In other words, individual cases don't tell us much about the general case, for the most part.


----------



## thatgirl08 (Sep 1, 2009)

For the record, I wasn't trying to belittle anyone in this thread for being vegetarian, just stating opinions.


----------



## smithnwesson (Sep 1, 2009)

thatgirl08 said:


> For the record, I wasn't trying to belittle anyone in this thread for being vegetarian, just stating opinions.



Yeah, me too. Not picking on anyone; just trying to get a laff. I'll eat almost anything that doesn't eat me first and don't care what anyone else eats (or doesn't eat).


----------



## LoveBHMS (Sep 1, 2009)

mossystate said:


> I am a thinking person, and I eat meat. I do not crow about it, or have an odd proudness over eating meat. LovesBHM...sorry I did not quote you, but, I am curious. I think you are a food server? Is it a vegan restaurant? Just wondering how a person might reconcile serving up death to others. I know you mentioned factory farms, so perhaps it is easier for you to serve animals if they were treated ' well ', before they were slaughtered..?



Like pretty much every single person alive, I have facets of my job that I don't like. Serving meat to those that order it is part of my job. I don't tell anyone what to order, but if asked about a particular dish I am always honest and tell them I don't eat meat and have never tried it.

I am not crowing, nor do I think I display and odd proudness over my choice. Do I think it's a good choice? Yes. Do I think it's right on many levels? Yes. If somebody disagrees, that is their right and if they choose to discuss it with me, I will do so.


----------



## bbw.arawa (Sep 1, 2009)

I've been a vegetarian for 11 years, always loved creative veggie meals. My favorite restaurant is the ''Golden Temple'' in Amsterdam from the manufacturers of ''Yogi Tea''. Very delicious indian and mexican veggie cuisine :eat2: My all time favorite meal there is ''Green Enchilada'', two corn tortillas filled with cheese, onions and sauce made from sour cream, green chilies and lots of fresh coriander. Served with refried beans, rice and salad garnish...hmmm...one of Golden Temple's Old Favorites! Google for ''golden temple amsterdam'' - then you'll get it!
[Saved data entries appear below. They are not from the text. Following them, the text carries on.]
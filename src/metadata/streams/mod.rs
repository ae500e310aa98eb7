//! Metadata stream parsing.
//!
//! A metadata root carries up to five streams: the `#~` tables stream, the
//! `#Strings`, `#Blob`, `#GUID` and `#US` heaps. Test discovery needs the
//! tables stream plus the string and blob heaps; the others are located but
//! not interpreted.

mod blob;
mod streamheader;
mod strings;
mod tablesheader;

pub use blob::Blob;
pub use streamheader::StreamHeader;
pub use strings::Strings;
pub use tablesheader::TablesHeader;
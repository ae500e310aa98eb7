use strum::{EnumCount, EnumIter};

use crate::{
    file::io::read_le_at,
    metadata::{
        tables::{TableId, TableInfoRef},
        token::Token,
    },
    Result,
};

/// Represents all possible coded index types
///
/// ## Reference
/// * '<https://ecma-international.org/wp-content/uploads/ECMA-335_6th_edition_june_2012.pdf>' - II.24.2.6
///
#[derive(Debug, Hash, Eq, PartialEq, Clone, Copy, EnumIter, EnumCount)]
#[repr(usize)]
pub enum CodedIndexType {
    /// `TypeDef`, `TypeRef`, `TypeSpec`
    TypeDefOrRef,
    /// `Field`, `Param`, `Property`
    HasConstant,
    /// `MethodDef`, `Field`, `TypeRef`, `TypeDef`, `Param`, `InterfaceImpl`, `MemberRef`, `Module`, `Permission`,
    /// `Property`, `Event`, `StandAloneSig`, `ModuleRef`, `TypeSpec`, `Assembly`, `AssemblyRef`, `File`, `ExportedType`,
    /// `ManifestResource`, `GenericParam`, `GenericParamConstraint`, `MethodSpec`
    HasCustomAttribute,
    /// `Field`, `Param`
    HasFieldMarshal,
    /// `TypeDef`, `MethodDef`, `Assembly`
    HasDeclSecurity,
    /// `TypeDef`, `TypeRef`, `ModuleRef`, `MethodDef`, `TypeSpec`
    MemberRefParent,
    /// `Event`, `Property`
    HasSemantics,
    /// `MethodDef`, `MemberRef`
    MethodDefOrRef,
    /// `Field`, `MethodDef`
    MemberForwarded,
    /// `File`, `AssemblyRef`, `ExportedType`
    Implementation,
    /// `MethodDef`, `MemberRef`
    CustomAttributeType,
    /// `Module`, `ModuleRef`, `AssemblyRef`, `TypeRef`
    ResolutionScope,
    /// `TypeDef`, `MethodDef`
    TypeOrMethodDef,
}

impl CodedIndexType {
    /// Lookup table for coded combinations of the various types and their table IDs
    #[must_use]
    pub fn tables(&self) -> &'static [TableId] {
        match self {
            CodedIndexType::TypeDefOrRef => {
                &[TableId::TypeDef, TableId::TypeRef, TableId::TypeSpec]
            }
            CodedIndexType::HasConstant => &[TableId::Field, TableId::Param, TableId::Property],
            CodedIndexType::HasCustomAttribute => &[
                TableId::MethodDef,
                TableId::Field,
                TableId::TypeRef,
                TableId::TypeDef,
                TableId::Param,
                TableId::InterfaceImpl,
                TableId::MemberRef,
                TableId::Module,
                TableId::DeclSecurity, // In the standard PDF, this is wrongly labeled as 'Permission' (although no such table exists)
                TableId::Property,
                TableId::Event,
                TableId::StandAloneSig,
                TableId::ModuleRef,
                TableId::TypeSpec,
                TableId::Assembly,
                TableId::AssemblyRef,
                TableId::File,
                TableId::ExportedType,
                TableId::ManifestResource,
                TableId::GenericParam,
                TableId::GenericParamConstraint,
                TableId::MethodSpec,
            ],
            CodedIndexType::HasFieldMarshal => &[TableId::Field, TableId::Param],
            CodedIndexType::HasDeclSecurity => {
                &[TableId::TypeDef, TableId::MethodDef, TableId::Assembly]
            }
            CodedIndexType::MemberRefParent => &[
                TableId::TypeDef,
                TableId::TypeRef,
                TableId::ModuleRef,
                TableId::MethodDef,
                TableId::TypeSpec,
            ],
            CodedIndexType::HasSemantics => &[TableId::Event, TableId::Property],
            CodedIndexType::MethodDefOrRef => &[TableId::MethodDef, TableId::MemberRef],
            CodedIndexType::MemberForwarded => &[TableId::Field, TableId::MethodDef],
            CodedIndexType::Implementation => {
                &[TableId::File, TableId::AssemblyRef, TableId::ExportedType]
            }
            // Tags 0, 1 and 4 are 'not used' per the standard; they keep their slot
            // so that valid tags 2 and 3 decode to the right table
            CodedIndexType::CustomAttributeType => &[
                TableId::MethodDef,
                TableId::MethodDef,
                TableId::MethodDef,
                TableId::MemberRef,
                TableId::MemberRef,
            ],
            CodedIndexType::ResolutionScope => &[
                TableId::Module,
                TableId::ModuleRef,
                TableId::AssemblyRef,
                TableId::TypeRef,
            ],
            CodedIndexType::TypeOrMethodDef => &[TableId::TypeDef, TableId::MethodDef],
        }
    }
}

/// The decoded version of a coded-index
#[derive(Clone, Debug, PartialEq)]
pub struct CodedIndex {
    /// The `TableId` this index is referring to
    pub tag: TableId,
    /// The row id that this `CodedIndex` is pointing to
    pub row: u32,
    /// The token in that `TableId`, that this `CodedIndex` is referring to
    pub token: Token,
}

impl CodedIndex {
    /// Create a coded-index from a buffer, and decode the value for easier access
    ///
    /// ## Arguments
    /// * `data`    - The buffer to read
    /// * `offset`  - The offset to read from (will be advanced by the amount read)
    /// * `info`    - Lookup table to get information about tables sizes
    /// * `ci_type` - The specific type that this should decode
    ///
    /// # Errors
    /// Returns an error if the buffer is too small or if the coded index value is invalid.
    pub fn read(
        data: &[u8],
        offset: &mut usize,
        info: &TableInfoRef,
        ci_type: CodedIndexType,
    ) -> Result<Self> {
        let size_needed = info.coded_index_bits(ci_type);
        let coded_index = if size_needed > 16 {
            read_le_at::<u32>(data, offset)?
        } else {
            u32::from(read_le_at::<u16>(data, offset)?)
        };

        let (tag, row) = info.decode_coded_index(coded_index, ci_type)?;
        Ok(CodedIndex::new(tag, row))
    }

    /// Create a new `CodedIndex`
    ///
    /// ## Arguments
    /// * `tag` - The `TableId` to encode
    /// * `row` - The row to encode
    #[must_use]
    pub fn new(tag: TableId, row: u32) -> CodedIndex {
        CodedIndex {
            tag,
            row,
            token: match tag {
                TableId::Module => Token::new(row),
                TableId::TypeRef => Token::new(row | 0x0100_0000),
                TableId::TypeDef => Token::new(row | 0x0200_0000),
                TableId::FieldPtr => Token::new(row | 0x0300_0000),
                TableId::Field => Token::new(row | 0x0400_0000),
                TableId::MethodPtr => Token::new(row | 0x0500_0000),
                TableId::MethodDef => Token::new(row | 0x0600_0000),
                TableId::ParamPtr => Token::new(row | 0x0700_0000),
                TableId::Param => Token::new(row | 0x0800_0000),
                TableId::InterfaceImpl => Token::new(row | 0x0900_0000),
                TableId::MemberRef => Token::new(row | 0x0A00_0000),
                TableId::Constant => Token::new(row | 0x0B00_0000),
                TableId::CustomAttribute => Token::new(row | 0x0C00_0000),
                TableId::FieldMarshal => Token::new(row | 0x0D00_0000),
                TableId::DeclSecurity => Token::new(row | 0x0E00_0000),
                TableId::ClassLayout => Token::new(row | 0x0F00_0000),
                TableId::FieldLayout => Token::new(row | 0x1000_0000),
                TableId::StandAloneSig => Token::new(row | 0x1100_0000),
                TableId::EventMap => Token::new(row | 0x1200_0000),
                TableId::EventPtr => Token::new(row | 0x1300_0000),
                TableId::Event => Token::new(row | 0x1400_0000),
                TableId::PropertyMap => Token::new(row | 0x1500_0000),
                TableId::PropertyPtr => Token::new(row | 0x1600_0000),
                TableId::Property => Token::new(row | 0x1700_0000),
                TableId::MethodSemantics => Token::new(row | 0x1800_0000),
                TableId::MethodImpl => Token::new(row | 0x1900_0000),
                TableId::ModuleRef => Token::new(row | 0x1A00_0000),
                TableId::TypeSpec => Token::new(row | 0x1B00_0000),
                TableId::ImplMap => Token::new(row | 0x1C00_0000),
                TableId::FieldRVA => Token::new(row | 0x1D00_0000),
                TableId::Assembly => Token::new(row | 0x2000_0000),
                TableId::AssemblyProcessor => Token::new(row | 0x2100_0000),
                TableId::AssemblyOS => Token::new(row | 0x2200_0000),
                TableId::AssemblyRef => Token::new(row | 0x2300_0000),
                TableId::AssemblyRefProcessor => Token::new(row | 0x2400_0000),
                TableId::AssemblyRefOS => Token::new(row | 0x2500_0000),
                TableId::File => Token::new(row | 0x2600_0000),
                TableId::ExportedType => Token::new(row | 0x2700_0000),
                TableId::ManifestResource => Token::new(row | 0x2800_0000),
                TableId::NestedClass => Token::new(row | 0x2900_0000),
                TableId::GenericParam => Token::new(row | 0x2A00_0000),
                TableId::MethodSpec => Token::new(row | 0x2B00_0000),
                TableId::GenericParamConstraint => Token::new(row | 0x2C00_0000),
            },
        }
    }
}

#[cfg(test)]
mod tests {
    use std::sync::Arc;

    use super::*;
    use crate::metadata::tables::TableInfo;

    #[test]
    fn read_small() {
        let sizes = Arc::new(TableInfo::new_test(
            &[(TableId::TypeDef, 10), (TableId::MethodDef, 10)],
            false,
            false,
            false,
        ));

        // TypeOrMethodDef: 1 tag bit; value 5 = (row 2, tag 1 = MethodDef)
        let data = [0x05, 0x00];
        let mut offset = 0;
        let index =
            CodedIndex::read(&data, &mut offset, &sizes, CodedIndexType::TypeOrMethodDef).unwrap();

        assert_eq!(offset, 2);
        assert_eq!(index.tag, TableId::MethodDef);
        assert_eq!(index.row, 2);
        assert_eq!(index.token, Token::new(0x0600_0002));
    }

    #[test]
    fn read_large() {
        let sizes = Arc::new(TableInfo::new_test(
            &[
                (TableId::TypeDef, u16::MAX as u32 + 2),
                (TableId::MethodDef, 10),
            ],
            false,
            false,
            false,
        ));

        // 17 index bits + 1 tag bit forces a 4-byte read
        let data = [0x02, 0x00, 0x01, 0x00];
        let mut offset = 0;
        let index =
            CodedIndex::read(&data, &mut offset, &sizes, CodedIndexType::TypeOrMethodDef).unwrap();

        assert_eq!(offset, 4);
        assert_eq!(index.tag, TableId::TypeDef);
        assert_eq!(index.row, 0x8001);
    }
}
Since 11 years I eat meat again, but I try to integrate my experiences I made during my vegetarian years into my ''fatty lifestyle'' - I really love best of both worlds...haha.


----------



## TallFatSue (Sep 2, 2009)

Tad said:


> I have no issues with those who choose to be vegetarian, or vegan, or anything in that area. However I admit that enough of the ones that I've met first tell you that they are vegan (or whatever) and immediately follow it up with a lecture on the evils of meat, or how much better their diet is for the planet, or whatever, that it makes me a bit leery around them. That is, if the first thing I know about you is that you are vegan I may tend to avoid long conversations with you until I trust you not to be evangelical about it. Mind you, militant meat eaters can be just as annoying.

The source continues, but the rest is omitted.